Dans son discours, Johnson a fait allusion à un prochain livre blanc sur les plans de son gouvernement pour passer au niveau supérieur. Si et quand ce document arrive, on espère qu’il offrira une définition claire du succès et une stratégie cohérente pour y parvenir. Comme Johnson l’a noté dans son discours, l’écart entre les régions les plus et les moins prospères du Royaume-Uni s’est creusé. « C’est un fait étonnant », a-t-il observé, « que 31 ans après l’unification allemande, le PIB par habitant du nord-est de notre pays, du Yorkshire, des East Midlands, du Pays de Galles et de l’Irlande du Nord est maintenant inférieur à ce qui était autrefois Allemagne de l’est. »

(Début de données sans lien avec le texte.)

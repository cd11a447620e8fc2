pub mod classifier;
pub mod explainer;
pub mod features;
pub mod model;
pub mod scorer;

pub use classifier::Classifier;
pub use explainer::Explainer;
pub use features::{FeatureBuilder, FeatureVector, FEATURE_COUNT, FEATURE_NAMES, SENTINEL};
pub use model::{ModelArtifact, ModelError, TrustModel};
pub use scorer::{aggregate, aggregate_at, AggregationError};
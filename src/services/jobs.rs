//! Background verification jobs with an explicit status machine:
//! `uploaded -> processing -> completed | failed | partial`.

use std::collections::{HashMap, VecDeque};
use std::fmt;
use std::sync::Arc;

use serde::{Deserialize, Serialize};
use thiserror::Error;
use tokio::sync::{watch, RwLock};
use uuid::Uuid;

use crate::models::{Claim, VerificationReport};

use super::pipeline::VerificationPipeline;

#[derive(Debug, Clone, Copy, PartialEq, Eq, Serialize, Deserialize)]
#[serde(rename_all = "lowercase")]
pub enum JobStatus {
    Uploaded,
    Processing,
    Completed,
    Failed,
    Partial,
}

impl JobStatus {
    pub fn as_str(&self) -> &'static str {
        match self {
            JobStatus::Uploaded => "uploaded",
            JobStatus::Processing => "processing",
            JobStatus::Completed => "completed",
            JobStatus::Failed => "failed",
            JobStatus::Partial => "partial",
        }
    }

    pub fn is_terminal(&self) -> bool {
        matches!(self, JobStatus::Completed | JobStatus::Failed | JobStatus::Partial)
    }

    pub fn can_transition_to(&self, next: JobStatus) -> bool {
        matches!(
            (self, next),
            (JobStatus::Uploaded, JobStatus::Processing)
                | (JobStatus::Uploaded, JobStatus::Failed)
                | (JobStatus::Processing, JobStatus::Completed)
                | (JobStatus::Processing, JobStatus::Failed)
                | (JobStatus::Processing, JobStatus::Partial)
        )
    }
}

impl fmt::Display for JobStatus {
    fn fmt(&self, f: &mut fmt::Formatter<'_>) -> fmt::Result {
        f.write_str(self.as_str())
    }
}

#[derive(Debug, Clone)]
pub struct JobState {
    pub status: JobStatus,
    pub report: Option<Arc<VerificationReport>>,
    pub error: Option<String>,
}

impl JobState {
    fn new(status: JobStatus) -> Self {
        Self {
            status,
            report: None,
            error: None,
        }
    }
}

#[derive(Debug, Error, PartialEq, Eq)]
pub enum JobError {
    #[error("illegal job transition {from} -> {to}")]
    IllegalTransition { from: JobStatus, to: JobStatus },

    #[error("job ended without reaching a terminal state")]
    Abandoned,
}

/// Writer side of one job's status channel.
#[derive(Debug)]
pub struct Job {
    pub id: Uuid,
    tx: watch::Sender<JobState>,
}

impl Job {
    pub fn new() -> Self {
        let (tx, _rx) = watch::channel(JobState::new(JobStatus::Uploaded));
        Self { id: Uuid::new_v4(), tx }
    }

    pub fn subscribe(&self) -> watch::Receiver<JobState> {
        self.tx.subscribe()
    }

    pub fn status(&self) -> JobStatus {
        self.tx.borrow().status
    }

    /// Move to `next`, notifying subscribers. Illegal moves leave the state
    /// untouched.
    pub fn transition(&self, next: JobState) -> Result<(), JobError> {
        let mut outcome = Ok(());
        self.tx.send_if_modified(|state| {
            if state.status.can_transition_to(next.status) {
                *state = next;
                true
            } else {
                outcome = Err(JobError::IllegalTransition {
                    from: state.status,
                    to: next.status,
                });
                false
            }
        });
        outcome
    }
}

impl Default for Job {
    fn default() -> Self {
        Self::new()
    }
}

/// Reader side returned from [`JobTracker::submit`].
#[derive(Debug, Clone)]
pub struct JobHandle {
    pub id: Uuid,
    rx: watch::Receiver<JobState>,
}

impl JobHandle {
    pub fn status(&self) -> JobStatus {
        self.rx.borrow().status
    }

    /// Wait until the job completes, fails or ends partially.
    pub async fn wait_terminal(&mut self) -> Result<JobState, JobError> {
        self.rx
            .wait_for(|state| state.status.is_terminal())
            .await
            .map(|state| state.clone())
            .map_err(|_| JobError::Abandoned)
    }
}

/// Finished jobs kept queryable through [`JobTracker::status`].
pub const DEFAULT_RETAINED_JOBS: usize = 256;

#[derive(Default)]
struct JobTable {
    jobs: HashMap<Uuid, watch::Receiver<JobState>>,
    /// Terminal jobs, oldest first.
    finished: VecDeque<Uuid>,
}

impl JobTable {
    fn finish(&mut self, id: Uuid, retain: usize) {
        self.finished.push_back(id);
        while self.finished.len() > retain {
            if let Some(evicted) = self.finished.pop_front() {
                self.jobs.remove(&evicted);
            }
        }
    }
}

/// Runs verification jobs in the background and tracks their status.
///
/// Only the most recent `retain` finished jobs stay in the table.
#[derive(Clone)]
pub struct JobTracker {
    pipeline: Arc<VerificationPipeline>,
    table: Arc<RwLock<JobTable>>,
    retain: usize,
}

impl JobTracker {
    pub fn new(pipeline: Arc<VerificationPipeline>) -> Self {
        Self::with_retention(pipeline, DEFAULT_RETAINED_JOBS)
    }

    pub fn with_retention(pipeline: Arc<VerificationPipeline>, retain: usize) -> Self {
        Self {
            pipeline,
            table: Arc::new(RwLock::new(JobTable::default())),
            retain,
        }
    }

    pub async fn submit(&self, resume_id: String, claims: Vec<Claim>) -> JobHandle {
        let job = Job::new();
        let id = job.id;
        let handle = JobHandle {
            id,
            rx: job.subscribe(),
        };
        self.table.write().await.jobs.insert(id, job.subscribe());
        tracing::info!(job_id = %id, resume_id = %resume_id, "Verification job uploaded");

        let pipeline = self.pipeline.clone();
        let table = self.table.clone();
        let retain = self.retain;
        tokio::spawn(async move {
            run_job(job, pipeline, resume_id, claims).await;
            table.write().await.finish(id, retain);
        });

        handle
    }

    pub async fn status(&self, id: Uuid) -> Option<JobState> {
        self.table.read().await.jobs.get(&id).map(|rx| rx.borrow().clone())
    }

    /// Jobs currently tracked, running or finished.
    pub async fn len(&self) -> usize {
        self.table.read().await.jobs.len()
    }

    pub async fn is_empty(&self) -> bool {
        self.len().await == 0
    }
}

async fn run_job(job: Job, pipeline: Arc<VerificationPipeline>, resume_id: String, claims: Vec<Claim>) {
    if let Err(e) = job.transition(JobState::new(JobStatus::Processing)) {
        tracing::error!(job_id = %job.id, error = %e, "Job could not start");
        return;
    }

    let next = match pipeline.run_verification(&resume_id, &claims).await {
        Ok(report) => {
            let status = if report.partial.is_some() {
                JobStatus::Partial
            } else {
                JobStatus::Completed
            };
            JobState {
                status,
                report: Some(Arc::new(report)),
                error: None,
            }
        }
        Err(e) => {
            tracing::error!(job_id = %job.id, resume_id = %resume_id, error = %e, "Verification job failed");
            JobState {
                status: JobStatus::Failed,
                report: None,
                error: Some(format!("{}: {e}", e.kind())),
            }
        }
    };

    let status = next.status;
    if let Err(e) = job.transition(next) {
        tracing::error!(job_id = %job.id, error = %e, "Job could not finish");
        return;
    }
    tracing::info!(job_id = %job.id, status = %status, "Verification job finished");
}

Bien que Johnson puisse tirer de nombreux exemples puissants pour illustrer les inégalités choquantes du Royaume-Uni, ses propositions pour résoudre le problème sont moins impressionnantes. D’après ce que nous avons vu, il n’est guère surprenant que tant de commentateurs soient sceptiques.
Évidemment, personne ne s’oppose à l’idée de base de « niveler » l’économie britannique. La question est de savoir comment cela se fera et comment les progrès seront mesurés. Le gouvernement de Johnson se concentre-t-il uniquement sur le PIB par habitant, avec une victoire à déclarer lorsque les habitants du nord-est gagnent autant en moyenne que les habitants de Londres ?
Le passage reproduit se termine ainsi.